As financial planners, our mind always wonders if the deceased had a good estate plan in place (a hazard of the job, we guess). More importantly, are their estate plans being carried out as directed. Was it Bredo Morstøl’s final wish to be packed in ice, shipped to the United States and cryogenically frozen?
In 1989, a Norwegian citizen shipped the dead body of his grandfather Bredo Morstøl to the United States. For shipping purposes, the corpse was preserved on dry ice. It was later stored in liquid nitrogen at the Trans Time cryonics facility in California for close to four years.
After being frozen for a couple of years, our aforementioned Bredo was repacked in dry ice and transported to the town of Nederland, Colorado. It seems his family members decided they’d build a cryonics facility of their own. The problem was this state-of-the-art cryonics facility was just a shack behind their house called the Tuff Shed. I really doubt this was Bredo’s estate plan.
Good planning starts at home. Just as most families discuss planning their wedding, buying a home, choosing a college, and other major life issues, they should discuss their estate plan. Death will come to each of us, no matter how long we put off discussing it.
Honoring the dead varies among cultures and religions. Somehow, being frozen solid and stuffed in a backyard shed probably isn’t a regular tradition. For Bredo’s post-mortem trip, it got stranger.

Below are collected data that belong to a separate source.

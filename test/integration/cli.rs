// SPDX-FileCopyrightText: 2025 Jason Pena <jasonpena@awkless.com>
// SPDX-License-Identifier: MIT

use crate::RepoFixture;

use anyhow::Result;
use assert_cmd::prelude::{CommandCargoExt, OutputAssertExt};
use bandaid::{
    config::UpstreamSettings, engine::Bandaid, patch::PatchApplier, pristine::UpstreamPristine,
    project::Project,
};
use git2::Repository;
use predicates::prelude::predicate;
use pretty_assertions::assert_eq;
use std::{fs::write, process::Command};

#[test]
fn diff_writes_only_the_diff_to_stdout() -> Result<()> {
    let dir = tempfile::tempdir()?;
    let upstream = RepoFixture::new(dir.path().join("upstream"))?;
    upstream.stage_and_commit("views.module", "<?php\n// views\n")?;

    let workdir = dir.path().join("modules");
    let project = Project::module(&workdir, "views");
    Repository::clone(&upstream.url(), project.root())?;
    write(
        project.root().join("views.module"),
        "<?php\n// views\n// debugging  \n",
    )?;

    let engine: Bandaid = Bandaid::new(
        UpstreamPristine::new(UpstreamSettings {
            progress: false,
            ..UpstreamSettings::default()
        }),
        PatchApplier::default(),
    );
    let expect = engine.diff(&project, None)?.as_bytes().to_vec();

    let mut cmd = Command::cargo_bin("bandaid")?;
    cmd.env("RUST_LOG", "info")
        .arg("--config")
        .arg(dir.path().join("missing.toml"))
        .arg("-C")
        .arg(&workdir)
        .args(["diff", "views"]);
    let assert = cmd
        .assert()
        .code(1)
        .stderr(predicate::str::contains("views has local modifications"));
    assert_eq!(assert.get_output().stdout, expect);

    Ok(())
}

#[test]
fn clean_diff_exits_successfully_with_empty_stdout() -> Result<()> {
    let dir = tempfile::tempdir()?;
    let upstream = RepoFixture::new(dir.path().join("upstream"))?;
    upstream.stage_and_commit("views.module", "<?php\n// views\n")?;

    let workdir = dir.path().join("modules");
    Repository::clone(&upstream.url(), workdir.join("views"))?;

    let mut cmd = Command::cargo_bin("bandaid")?;
    cmd.env("RUST_LOG", "info")
        .arg("--config")
        .arg(dir.path().join("missing.toml"))
        .arg("-C")
        .arg(&workdir)
        .args(["diff", "views"]);
    cmd.assert().success().stdout(predicate::str::is_empty());

    Ok(())
}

Bredo’s family was evicted from their home in violation of some local ordinances (none of which were related to having a dead guy in a shed). Via the eviction, local officials learned about a “frozen grandpa” in the shed.
As one would imagine, this situation created quite a buzz in Nederland. Bredo quickly became a celebrity. Local lawmakers added new provisions to their municipal code that outlawed the keeping of “the whole or any part of the person, body or carcass of a human being or animal or other biological species that is not alive upon any property.” But the biggest twist in the legislation was that they “grandfathered” Bredo’s frozen body!

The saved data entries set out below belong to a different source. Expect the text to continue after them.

// SPDX-FileCopyrightText: 2025 Jason Pena <jasonpena@awkless.com>
// SPDX-License-Identifier: MIT

//! Patch application.
//!
//! Tracked patches are replayed onto project trees in ledger order, forward
//! when building a patched tree and in reverse when dropping a patch again.
//! The actual hunk matching is left to an external [`PatchTool`], by default
//! `git apply`.
//!
//! # All or Nothing
//!
//! Applying a single patch either succeeds completely or leaves the tree as it
//! was. Offsets and fuzzy context matching are fine, a rejected hunk never
//! results in a half patched file.
//!
//! # Failure Policy
//!
//! Replaying a list of patches either aborts on the first failure, leaving
//! every later patch unapplied, or skips failing patches and keeps going. The
//! skip policy reports applied and failed patches separately so the caller
//! can decide what to do with the failed ones.

pub mod fetch;

use crate::{
    ledger::PatchRecord,
    patch::fetch::{FetchError, SourceFetcher},
    syscall::syscall_non_interactive,
};

use std::{
    ffi::OsString,
    fs::read,
    io::Write,
    path::Path,
};
use tempfile::NamedTempFile;
use tracing::{debug, info, instrument, warn};

/// Direction to apply a patch in.
#[derive(Debug, Clone, Copy, PartialEq, Eq)]
pub enum Direction {
    Forward,
    Reverse,
}

/// What to do when a patch in a list fails to apply.
#[derive(Debug, Default, Clone, Copy, PartialEq, Eq)]
pub enum FailurePolicy {
    /// Stop at first failure and report it.
    #[default]
    Abort,

    /// Record failure and continue with the next patch.
    Skip,
}

/// Mechanism that applies a patch file to a tree.
pub trait PatchTool {
    /// Apply patch file to tree.
    ///
    /// Must leave the tree untouched on failure, and return the tool's
    /// diagnostic output.
    fn apply(
        &self,
        tree: &Path,
        patch: &Path,
        direction: Direction,
    ) -> std::result::Result<(), String>;
}

/// Patch tool backed by `git apply`.
///
/// Patches with git-style `a/` and `b/` prefixes are applied at strip level
/// one only. Anything else tries strip level one first, then zero for patches
/// made against the tree root without a leading directory.
/// Repository discovery is fenced at the tree's parent directory, so an
/// enclosing repository can never change which paths the patch resolves to.
#[derive(Debug, Default, Clone)]
pub struct GitApply;

impl PatchTool for GitApply {
    fn apply(
        &self,
        tree: &Path,
        patch: &Path,
        direction: Direction,
    ) -> std::result::Result<(), String> {
        let ceiling = tree.parent().unwrap_or(tree).as_os_str().to_os_string();
        let content = read(patch).map_err(|err| err.to_string())?;
        let mut diagnostics = Vec::new();

        for strip in strip_levels(&content) {
            let mut args: Vec<OsString> =
                vec!["apply".into(), "--whitespace=nowarn".into(), strip.into()];
            if direction == Direction::Reverse {
                args.push("-R".into());
            }
            args.push(patch.as_os_str().to_os_string());

            match syscall_non_interactive(
                "git",
                &args,
                tree,
                [("GIT_CEILING_DIRECTORIES", ceiling.as_os_str())],
            ) {
                Ok(_) => return Ok(()),
                Err(err) => {
                    debug!("git apply {strip} failed: {}", err.diagnostic());
                    diagnostics.push(err.diagnostic());
                }
            }
        }

        Err(diagnostics.join("\n"))
    }
}

/// Strip levels worth trying for patch content.
///
/// Falling back to `-p0` on a prefixed patch would turn `b/<path>` into a
/// literal directory, so prefixed patches get `-p1` alone.
fn strip_levels(content: &[u8]) -> &'static [&'static str] {
    let prefixed = content.split(|byte| *byte == b'\n').any(|line| {
        line.starts_with(b"diff --git a/")
            || line.starts_with(b"--- a/")
            || line.starts_with(b"+++ b/")
    });

    if prefixed {
        &["-p1"]
    } else {
        &["-p1", "-p0"]
    }
}

/// Outcome of replaying a list of patches.
#[derive(Debug, Default)]
pub struct ApplyOutcome {
    /// Patches that applied, in replay order.
    pub applied: Vec<PatchRecord>,

    /// Patches that failed, in replay order.
    pub failed: Vec<FailedPatch>,
}

/// Patch that failed during replay, with the reason why.
#[derive(Debug)]
pub struct FailedPatch {
    pub record: PatchRecord,
    pub error: PatchError,
}

/// Fetch and apply patches to trees.
#[derive(Debug, Clone, Default)]
pub struct PatchApplier<T = GitApply>
where
    T: PatchTool,
{
    tool: T,
    fetcher: SourceFetcher,
}

impl<T> PatchApplier<T>
where
    T: PatchTool,
{
    /// Construct new patch applier.
    pub fn new(tool: T, fetcher: SourceFetcher) -> Self {
        Self { tool, fetcher }
    }

    /// Fetch raw content of patch source.
    ///
    /// # Errors
    ///
    /// - Return [`PatchError::Fetch`] if the patch cannot be fetched.
    pub fn fetch(&self, source: &str) -> Result<Vec<u8>> {
        self.fetcher.fetch(source).map_err(|err| PatchError::Fetch {
            patch: source.to_string(),
            source: err,
        })
    }

    /// Fetch tracked patch and apply it to tree.
    ///
    /// # Errors
    ///
    /// - Return [`PatchError::Fetch`] if the patch cannot be fetched.
    /// - Return [`PatchError::Apply`] if the patch does not apply.
    pub fn apply_one(&self, tree: &Path, record: &PatchRecord, direction: Direction) -> Result<()> {
        let content = self.fetch(&record.source)?;
        self.apply_content(tree, &record.source, &content, direction)
    }

    /// Apply already fetched patch content to tree.
    ///
    /// The label identifies the patch in errors.
    ///
    /// # Errors
    ///
    /// - Return [`PatchError::Stage`] if the content cannot be handed to the
    ///   patch tool.
    /// - Return [`PatchError::Apply`] if the patch does not apply.
    #[instrument(skip(self, tree, content), level = "debug")]
    pub fn apply_content(
        &self,
        tree: &Path,
        label: &str,
        content: &[u8],
        direction: Direction,
    ) -> Result<()> {
        let stage_error = |err| PatchError::Stage {
            source: err,
            patch: label.to_string(),
        };

        let tree = tree.canonicalize().map_err(stage_error)?;
        let mut staged = NamedTempFile::new().map_err(stage_error)?;
        staged.write_all(content).map_err(stage_error)?;
        staged.flush().map_err(stage_error)?;

        self.tool
            .apply(&tree, staged.path(), direction)
            .map_err(|diagnostic| PatchError::Apply {
                patch: label.to_string(),
                diagnostic,
            })?;

        info!("applied {label} ({direction:?})");
        Ok(())
    }

    /// Replay patches onto tree in list order.
    ///
    /// Under [`FailurePolicy::Abort`] the first failure is returned and later
    /// patches stay unapplied. Under [`FailurePolicy::Skip`] every failure is
    /// collected into the outcome instead.
    ///
    /// # Errors
    ///
    /// - Return [`PatchError`] of the first failing patch under
    ///   [`FailurePolicy::Abort`].
    #[instrument(skip(self, tree, records), fields(count = records.len()), level = "debug")]
    pub fn apply_all(
        &self,
        tree: &Path,
        records: &[PatchRecord],
        direction: Direction,
        policy: FailurePolicy,
    ) -> Result<ApplyOutcome> {
        let mut outcome = ApplyOutcome::default();
        for record in records {
            match self.apply_one(tree, record, direction) {
                Ok(()) => outcome.applied.push(record.clone()),
                Err(err) if policy == FailurePolicy::Skip => {
                    warn!("skip {}: {err}", record.source);
                    outcome.failed.push(FailedPatch {
                        record: record.clone(),
                        error: err,
                    });
                }
                Err(err) => return Err(err),
            }
        }

        Ok(outcome)
    }
}

/// Patch application error types.
#[derive(Debug, thiserror::Error)]
pub enum PatchError {
    /// Patch does not apply to the tree.
    #[error("patch {patch} does not apply:\n{diagnostic}")]
    Apply { patch: String, diagnostic: String },

    /// Patch content cannot be fetched.
    #[error("cannot fetch patch {patch}")]
    Fetch {
        patch: String,
        #[source]
        source: FetchError,
    },

    /// Patch content cannot be staged for the patch tool.
    #[error("failed to stage patch {patch}")]
    Stage {
        #[source]
        source: std::io::Error,
        patch: String,
    },
}

impl PatchError {
    /// Identity of the offending patch.
    pub fn patch(&self) -> &str {
        match self {
            Self::Apply { patch, .. } | Self::Fetch { patch, .. } | Self::Stage { patch, .. } => {
                patch
            }
        }
    }
}

/// Friendly result alias :3
pub type Result<T, E = PatchError> = std::result::Result<T, E>;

We doubt Bredo could have ever imagined this for his final, “eternal” wish. Over time, this true tale that captured international attention led to the creation of an annual festival called Frozen Dead Guy Days. It has created jobs, too, including the “Ice Man.” Each month, the Ice Man and a team of volunteers deliver 1,600 pounds of dry ice to pack around Grandpa Bredo’s body.
Nowadays, when Grandpa Bredo death is celebrated, it isn’t just a small family event. People from around the world visit his frozen shed and pay homage to Colorado’s best-known corpse. For over a quarter of a century, Bredo has been packed on ice. Bredo and the Frozen Dead Guys Days Festival have been immortalized and chronicled by two international award-winning documentaries, Grandpa’s In The Tuff Shed and Grandpa’s Still In The Tuff Shed, and a book called Colorado’s Iceman and the Story of the Frozen Dead Guy. While this has arguably turned into quite a tribute to Bredo, we doubt it’s what he had in mind for his final plans.
Our advice to you: plan ahead. No one likes to think about death. Discussing mortality is an extremely uncomfortable topic, but it is a topic that should be discussed and planned for well in advance of your death. Remember, memorial services aren’t for the deceased; they’re for the living.
If you don’t believe us, just ask Bredo.